Water is transported through the plant from the roots via the xylem vessels. The vessel carries water as well as other minerals from the roots via the stem and then to veins in the leaves. This is accomplished through transpirational pull and capillary action.
Depending on their habitat plants have adopted various characteristics to enhance their survival. For instance those in desserts or very dry areas have very long tap roots and root hairs that can be found on surface of the earth to take advantage of dew (Thompson, 1994). They also shade their leaves during certain period to avoid loss of water, some have reversed mechanisms where they open the stomata at night and closing them during the day, others have reduced leave surface area in terms of having spikes. They also have fleshy and succulent leaves useful when storing water. Hydrophytes do have more stomata on top of their leaves to enhance loss of water, they also have the ability of getting rid of water from their cells and their roots are well adapted to such environments.
Life cycle of a moss
Moss plant is mostly monoecious having antheridium and archegionium as male and female ex organs respectively. When archegonium matures it secrets mucilage as well as sugar that will attract antherozoid which will later swim towards an opening of the neck and then enter into the venter. The fusion of an antherozoid with one egg leads to formation of a zygote (oospore). The zygote is diploid and will grow into a sporogonium while inside the venter. It attains nutrients from gametophytes. Similarly spores are haploid and develop inside the capule while sporophytes mature. Once the spores are ripe, the capsule opens up and the spores are released and transported by wind. They then form protenema which will grow into new gametophyte if conditions are favorable (Stewart & Rothwell, 1993).
Organs and tissues of a plant structure
Plants do have three basic organs; roots responsible for anchoring vascular plants, absorbing minerals and water as well as storing nutrients. The stem constitutes an alternating nodes and internodes and the leaves which is the main photosynthetic organ. Tissues in plant include the dermal tissue which is the outer protective covering. Vascular tissue includes xylem and phloem for transportation of water and nutrients. Finally plants have ground tissue which are highly adapted to storing food, offer support to the plant and a times carryout photosynthesis.
Plants collect sunlight through chlorophyll.

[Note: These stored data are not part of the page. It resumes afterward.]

//! Dice evaluation demos
//!
//! Runs a validation pass from the command line, either over an
//! `imgs/` + `masks/` folder or over generated data.
//!
//! ```bash
//! # Score a checkpoint on a folder dataset
//! cargo run --bin evaluate -- --data-dir data/val --classes 2 --weights model.mpk
//!
//! # Smoke-test the pipeline without any files
//! cargo run --bin evaluate -- --synthetic 4 --classes 3
//!
//! # Reduced precision on the GPU
//! cargo run --bin evaluate --features wgpu -- --synthetic 4 --amp
//! ```

pub mod common;
pub mod config;

pub use common::{
    create_device, get_backend_name, HalfBackend, SelectedBackend, SelectedDevice,
    SUPPORTS_HALF_PRECISION,
};
pub use config::{EvaluateConfig, SyntheticConfig};
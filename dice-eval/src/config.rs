//! Configuration for Dice scoring and validation passes.

use burn::prelude::*;

use crate::error::{EvalError, EvalResult};

/// How per-element sums are grouped before the Dice ratio is taken.
#[derive(Config, Debug, Copy, PartialEq, Eq)]
pub enum Reduction {
    /// Sum over the batch and spatial extent jointly, then divide once.
    BatchJoint,
    /// Score every trailing `[H, W]` plane on its own, then average the scores.
    PerImage,
}

/// Which sums form the Dice denominator.
#[derive(Config, Debug, Copy, PartialEq, Eq)]
pub enum Denominator {
    /// `ΣA + ΣB`.
    Linear,
    /// `ΣA² + ΣB²`.
    Squared,
}

/// Dice coefficient settings.
#[derive(Config, Debug)]
pub struct DiceConfig {
    /// Smoothing term added to numerator and denominator.
    #[config(default = 1e-6)]
    pub epsilon: f64,
    #[config(default = "Reduction::BatchJoint")]
    pub reduction: Reduction,
    #[config(default = "Denominator::Linear")]
    pub denominator: Denominator,
}

impl DiceConfig {
    /// Rejects settings that would make the ratio undefined.
    pub fn validate(&self) -> EvalResult<()> {
        if !self.epsilon.is_finite() || self.epsilon <= 0.0 {
            return Err(EvalError::InvalidConfiguration {
                reason: format!("epsilon must be finite and positive, got {}", self.epsilon),
            });
        }
        Ok(())
    }
}

/// Settings for one validation pass.
#[derive(Config, Debug)]
pub struct EvaluationConfig {
    /// Reduced-precision request.
    ///
    /// Burn fixes float precision through the backend type, so the pass itself only
    /// records this flag; callers pick a half-precision backend when it is set.
    #[config(default = false)]
    pub amp: bool,
    #[config(default = "DiceConfig::new()")]
    pub dice: DiceConfig,
    /// Emit an info-level progress line every `log_every` batches. Zero disables it.
    #[config(default = 0)]
    pub log_every: usize,
    /// Batches the source must deliver; a shorter pass fails. When unset, an
    /// exact iterator size hint is used instead.
    pub expected_batches: Option<usize>,
}

#[cfg(test)]
mod tests {
    use super::*;

    #[test]
    fn test_defaults() {
        let config = EvaluationConfig::new();

        assert!(!config.amp);
        assert_eq!(config.log_every, 0);
        assert_eq!(config.expected_batches, None);
        assert!((config.dice.epsilon - 1e-6).abs() < 1e-12);
        assert_eq!(config.dice.reduction, Reduction::BatchJoint);
        assert_eq!(config.dice.denominator, Denominator::Linear);
        assert!(config.dice.validate().is_ok());
    }

    #[test]
    fn test_invalid_epsilon() {
        for epsilon in [0.0, -1.0, f64::NAN, f64::INFINITY] {
            let config = DiceConfig::new().with_epsilon(epsilon);
            match config.validate() {
                Err(EvalError::InvalidConfiguration { reason }) => {
                    assert!(reason.contains("epsilon"));
                }
                _ => panic!("Expected InvalidConfiguration error for {epsilon}"),
            }
        }
    }

    #[test]
    fn test_json_round_trip() {
        let config = EvaluationConfig::new()
            .with_amp(true)
            .with_dice(DiceConfig::new().with_reduction(Reduction::PerImage));

        let json = config.to_string();
        let restored = EvaluationConfig::load_binary(json.as_bytes()).unwrap();

        assert!(restored.amp);
        assert_eq!(restored.dice.reduction, Reduction::PerImage);
    }
}
use crate as pallet_ownership;
use frame_support::{
    derive_impl,
    traits::{ConstU32, ConstU64},
};
use sp_core::H256;
use sp_runtime::{
    traits::{BlakeTwo256, IdentityLookup},
    BuildStorage,
};

type Block = frame_system::mocking::MockBlock<Test>;

pub const OWNER: u64 = 1;

frame_support::construct_runtime!(
    pub enum Test {
        System: frame_system,
        Ownership: pallet_ownership,
    }
);

#[derive_impl(frame_system::config_preludes::TestDefaultConfig)]
impl frame_system::Config for Test {
    type BaseCallFilter = frame_support::traits::Everything;
    type BlockWeights = ();
    type BlockLength = ();
    type DbWeight = ();
    type RuntimeOrigin = RuntimeOrigin;
    type RuntimeCall = RuntimeCall;
    type Nonce = u64;
    type Hash = H256;
    type Hashing = BlakeTwo256;
    type AccountId = u64;
    type Lookup = IdentityLookup<Self::AccountId>;
    type Block = Block;
    type RuntimeEvent = RuntimeEvent;
    type BlockHashCount = ConstU64<250>;
    type Version = ();
    type PalletInfo = PalletInfo;
    type AccountData = ();
    type OnNewAccount = ();
    type OnKilledAccount = ();
    type SystemWeightInfo = ();
    type SS58Prefix = ();
    type OnSetCode = ();
    type MaxConsumers = ConstU32<16>;
}

impl pallet_ownership::Config for Test {
    type RuntimeEvent = RuntimeEvent;
    type WeightInfo = ();
}

pub fn new_test_ext() -> sp_io::TestExternalities {
    ext_with_owner(Some(OWNER))
}

pub fn ext_with_owner(owner: Option<u64>) -> sp_io::TestExternalities {
    let mut t = frame_system::GenesisConfig::<Test>::default().build_storage().unwrap();

    pallet_ownership::GenesisConfig::<Test> { owner }.assimilate_storage(&mut t).unwrap();

    let mut ext = sp_io::TestExternalities::new(t);
    ext.execute_with(|| System::set_block_number(1));
    ext
}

This is responsible for absorption of the visible wavelength except the green light which is reflected. Plants are able to take up carbon dioxide from the atmosphere through the stomata. Auxin hormone initiates flowering as well as development of reproductive organs, it also enhances growth and development of fruits, auxin also is responsible for apical dominance, initiate root development, enhances healing of both xylem and phloem more importantly auxin is responsible for phototropism, geotropism as well as hydrotropism in plants (Stewart & Rothwell, 1993).

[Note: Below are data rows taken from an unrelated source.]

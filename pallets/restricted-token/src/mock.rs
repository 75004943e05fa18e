use crate as pallet_restricted_token;
use frame_support::{
    derive_impl,
    traits::{ConstU32, ConstU64},
};
use sp_core::H256;
use sp_runtime::{
    traits::{BlakeTwo256, IdentityLookup},
    BuildStorage,
};

type Block = frame_system::mocking::MockBlock<Test>;

/// Genesis owner; also holds the initial supply.
pub const OWNER: u64 = 1;
pub const INITIAL_SUPPLY: u128 = 1_000_000;

// Configure a mock runtime to test the pallet.
frame_support::construct_runtime!(
    pub enum Test {
        System: frame_system,
        Ownership: pallet_ownership,
        RestrictedToken: pallet_restricted_token,
    }
);

#[derive_impl(frame_system::config_preludes::TestDefaultConfig)]
impl frame_system::Config for Test {
    type BaseCallFilter = frame_support::traits::Everything;
    type BlockWeights = ();
    type BlockLength = ();
    type DbWeight = ();
    type RuntimeOrigin = RuntimeOrigin;
    type RuntimeCall = RuntimeCall;
    type Nonce = u64;
    type Hash = H256;
    type Hashing = BlakeTwo256;
    type AccountId = u64;
    type Lookup = IdentityLookup<Self::AccountId>;
    type Block = Block;
    type RuntimeEvent = RuntimeEvent;
    type BlockHashCount = ConstU64<250>;
    type Version = ();
    type PalletInfo = PalletInfo;
    type AccountData = ();
    type OnNewAccount = ();
    type OnKilledAccount = ();
    type SystemWeightInfo = ();
    type SS58Prefix = ();
    type OnSetCode = ();
    type MaxConsumers = ConstU32<16>;
}

impl pallet_ownership::Config for Test {
    type RuntimeEvent = RuntimeEvent;
    type WeightInfo = ();
}

impl pallet_restricted_token::Config for Test {
    type RuntimeEvent = RuntimeEvent;
    type Ownership = Ownership;
    type WeightInfo = ();
}

// Build genesis storage according to the mock runtime.
pub fn new_test_ext() -> sp_io::TestExternalities {
    ext_with_balances(vec![(OWNER, INITIAL_SUPPLY)])
}

pub fn ext_with_balances(initial_balances: Vec<(u64, u128)>) -> sp_io::TestExternalities {
    let mut t = frame_system::GenesisConfig::<Test>::default().build_storage().unwrap();

    pallet_ownership::GenesisConfig::<Test> { owner: Some(OWNER) }
        .assimilate_storage(&mut t)
        .unwrap();

    pallet_restricted_token::GenesisConfig::<Test> { initial_balances }
        .assimilate_storage(&mut t)
        .unwrap();

    let mut ext = sp_io::TestExternalities::new(t);
    ext.execute_with(|| System::set_block_number(1));
    ext
}
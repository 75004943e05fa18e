//! # Restricted Token Pallet
//!
//! A fungible token whose transfers are gated by an owner-managed restriction
//! list. A restricted account can neither send nor receive through
//! [`Pallet::transfer`]; everything else behaves like a plain balance ledger.
//!
//! Owner checks are delegated to [`Config::Ownership`], normally
//! `pallet_ownership::Pallet<Runtime>`.

#![cfg_attr(not(feature = "std"), no_std)]

use frame_support::{dispatch::DispatchResult, ensure, pallet_prelude::*};
use frame_system::{ensure_signed, pallet_prelude::*};
use pallet_ownership::OwnershipGuard;
use sp_std::prelude::*;

pub use pallet::*;
pub use weights::WeightInfo;

#[cfg(test)]
mod mock;


#[cfg(feature = "runtime-benchmarks")]
mod benchmarking;

pub mod migrations;
pub mod weights;

pub const LOG_TARGET: &str = "runtime::restricted-token";

/// The current storage version.
const STORAGE_VERSION: StorageVersion = StorageVersion::new(1);

#[frame_support::pallet]
pub mod pallet {
    use super::*;

    #[pallet::config]
    pub trait Config: frame_system::Config {
        type RuntimeEvent: From<Event<Self>> + IsType<<Self as frame_system::Config>::RuntimeEvent>;
        /// Source of truth for who may mint and edit the restriction list.
        type Ownership: OwnershipGuard<Self::AccountId>;
        type WeightInfo: WeightInfo;
    }

    #[pallet::pallet]
    #[pallet::storage_version(STORAGE_VERSION)]
    pub struct Pallet<T>(_);

    /// Total token supply
    #[pallet::storage]
    pub type TotalSupply<T> = StorageValue<_, u128, ValueQuery>;

    /// Account balances
    #[pallet::storage]
    pub type Balances<T: Config> = StorageMap<_, Blake2_128Concat, T::AccountId, u128, ValueQuery>;

    /// Restricted accounts (cannot send or receive transfers).
    ///
    /// Only `true` is ever stored; unrestricting removes the entry.
    #[pallet::storage]
    pub type Restricted<T: Config> = StorageMap<_, Blake2_128Concat, T::AccountId, bool, ValueQuery>;

    #[pallet::event]
    #[pallet::generate_deposit(pub(super) fn deposit_event)]
    pub enum Event<T: Config> {
        /// Tokens transferred from one account to another
        Transferred { from: T::AccountId, to: T::AccountId, amount: u128 },
        /// New tokens minted
        Minted { to: T::AccountId, amount: u128 },
        /// Account added to the restriction list
        AddressRestricted { account: T::AccountId },
        /// Account removed from the restriction list
        AddressUnrestricted { account: T::AccountId },
    }

    #[pallet::error]
    pub enum Error<T> {
        /// Caller is not the current owner
        NotOwner,
        /// Sender is on the restriction list
        RestrictedSender,
        /// Recipient is on the restriction list
        RestrictedRecipient,
        InsufficientBalance,
        Overflow,
    }

    #[pallet::hooks]
    impl<T: Config> Hooks<BlockNumberFor<T>> for Pallet<T> {
        #[cfg(feature = "try-runtime")]
        fn try_state(_n: BlockNumberFor<T>) -> Result<(), sp_runtime::TryRuntimeError> {
            Self::do_try_state()
        }
    }

    #[pallet::call]
    impl<T: Config> Pallet<T> {
        #[pallet::call_index(0)]
        #[pallet::weight(T::WeightInfo::mint())]
        pub fn mint(origin: OriginFor<T>, to: T::AccountId, amount: u128) -> DispatchResult {
            Self::ensure_owner(origin)?;

            let new_supply =
                TotalSupply::<T>::get().checked_add(amount).ok_or(Error::<T>::Overflow)?;
            let new_balance =
                Balances::<T>::get(&to).checked_add(amount).ok_or(Error::<T>::Overflow)?;

            TotalSupply::<T>::put(new_supply);
            Balances::<T>::insert(&to, new_balance);
            Self::deposit_event(Event::Minted { to, amount });
            Ok(())
        }

        #[pallet::call_index(1)]
        #[pallet::weight(T::WeightInfo::transfer())]
        pub fn transfer(origin: OriginFor<T>, to: T::AccountId, amount: u128) -> DispatchResult {
            let sender = ensure_signed(origin)?;
            Self::do_transfer(sender, to, amount)
        }

        #[pallet::call_index(2)]
        #[pallet::weight(T::WeightInfo::restrict_address())]
        pub fn restrict_address(origin: OriginFor<T>, account: T::AccountId) -> DispatchResult {
            Self::ensure_owner(origin)?;
            Restricted::<T>::insert(&account, true);
            log::debug!(target: LOG_TARGET, "restricted {account:?}");
            Self::deposit_event(Event::AddressRestricted { account });
            Ok(())
        }

        #[pallet::call_index(3)]
        #[pallet::weight(T::WeightInfo::unrestrict_address())]
        pub fn unrestrict_address(origin: OriginFor<T>, account: T::AccountId) -> DispatchResult {
            Self::ensure_owner(origin)?;
            Restricted::<T>::remove(&account);
            log::debug!(target: LOG_TARGET, "unrestricted {account:?}");
            Self::deposit_event(Event::AddressUnrestricted { account });
            Ok(())
        }
    }

    #[pallet::genesis_config]
    #[derive(frame_support::DefaultNoBound)]
    pub struct GenesisConfig<T: Config> {
        /// Initial token mints (account, amount). Repeated accounts accumulate.
        pub initial_balances: Vec<(T::AccountId, u128)>,
    }

    #[pallet::genesis_build]
    impl<T: Config> BuildGenesisConfig for GenesisConfig<T> {
        fn build(&self) {
            let mut total: u128 = 0;
            for (account, amount) in &self.initial_balances {
                Balances::<T>::mutate(account, |balance| {
                    *balance = balance.checked_add(*amount).expect("Genesis balance overflow");
                });
                total = total.checked_add(*amount).expect("Genesis total supply overflow");
            }
            TotalSupply::<T>::put(total);
        }
    }
}

impl<T: Config> Pallet<T> {
    pub fn balance_of(who: &T::AccountId) -> u128 {
        Balances::<T>::get(who)
    }

    pub fn is_restricted(who: &T::AccountId) -> bool {
        Restricted::<T>::get(who)
    }

    pub fn total_supply() -> u128 {
        TotalSupply::<T>::get()
    }

    /// Move `amount` from `from` to `to` behind the restriction gate.
    ///
    /// Every check runs before the first write, in this order: sender
    /// restriction, recipient restriction, sender balance, recipient overflow.
    /// A self-transfer still needs a sufficient balance but leaves it unchanged.
    pub fn do_transfer(from: T::AccountId, to: T::AccountId, amount: u128) -> DispatchResult {
        ensure!(!Self::is_restricted(&from), Error::<T>::RestrictedSender);
        ensure!(!Self::is_restricted(&to), Error::<T>::RestrictedRecipient);

        let from_balance =
            Balances::<T>::get(&from).checked_sub(amount).ok_or(Error::<T>::InsufficientBalance)?;

        if from != to {
            let to_balance =
                Balances::<T>::get(&to).checked_add(amount).ok_or(Error::<T>::Overflow)?;
            Balances::<T>::insert(&from, from_balance);
            Balances::<T>::insert(&to, to_balance);
        }

        Self::deposit_event(Event::Transferred { from, to, amount });
        Ok(())
    }

    fn ensure_owner(origin: OriginFor<T>) -> Result<T::AccountId, DispatchError> {
        let who = ensure_signed(origin)?;
        T::Ownership::require_owner(&who).map_err(|_| Error::<T>::NotOwner)?;
        Ok(who)
    }

    /// Balances must add up to the total supply and the restriction map must
    /// hold no `false` flags.
    #[cfg(any(feature = "try-runtime", test))]
    pub fn do_try_state() -> Result<(), DispatchError> {
        let sum = Balances::<T>::iter_values()
            .try_fold(0u128, |acc, balance| acc.checked_add(balance))
            .ok_or(DispatchError::Other("Balance sum overflows u128"))?;
        ensure!(
            sum == TotalSupply::<T>::get(),
            DispatchError::Other("Balance sum does not match total supply")
        );
        ensure!(
            Restricted::<T>::iter_values().all(|flag| flag),
            DispatchError::Other("Restriction map holds an unrestricted entry")
        );
        Ok(())
    }
}
//! Benchmarking setup for pallet-ownership

use super::*;

#[allow(unused)]
use crate::Pallet as Ownership;
use frame_benchmarking::v2::*;
use frame_system::RawOrigin;

#[benchmarks]
mod benchmarks {
    use super::*;

    #[benchmark]
    fn transfer_ownership() {
        let owner: T::AccountId = whitelisted_caller();
        let new_owner: T::AccountId = account("new_owner", 0, 0);
        Owner::<T>::put(&owner);

        #[extrinsic_call]
        _(RawOrigin::Signed(owner), new_owner.clone());

        assert_eq!(Owner::<T>::get(), Some(new_owner));
    }

    impl_benchmark_test_suite!(Ownership, crate::mock::new_test_ext(), crate::mock::Test);
}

Phototropism has been defined as the tendency of plants and some fungi to grow in a certain direction dictated by the source of light. Plants can either exhibit positive or negative phototropism where they grow towards or away from the source of light respectively. Gravitopism is a term used to refer to the condition where plants orient their roots towards gravitational pull and it is evident when plants grow downward via their roots (Sadava et al., 2008).
References
Sadava, et al., (2008). Life: The Science of Biology. New York: W. H. Freeman & Co., and Sumanas, Inc.
Stewart, W. & Rothwell, G. (1993). Paleobotany and the Evolution of Plants (2nd ed.), Cambridge, UK: Cambridge University Press.
Thompson, J. (1994). The Coevolutionary Process. Chicago: University of Chicago Press.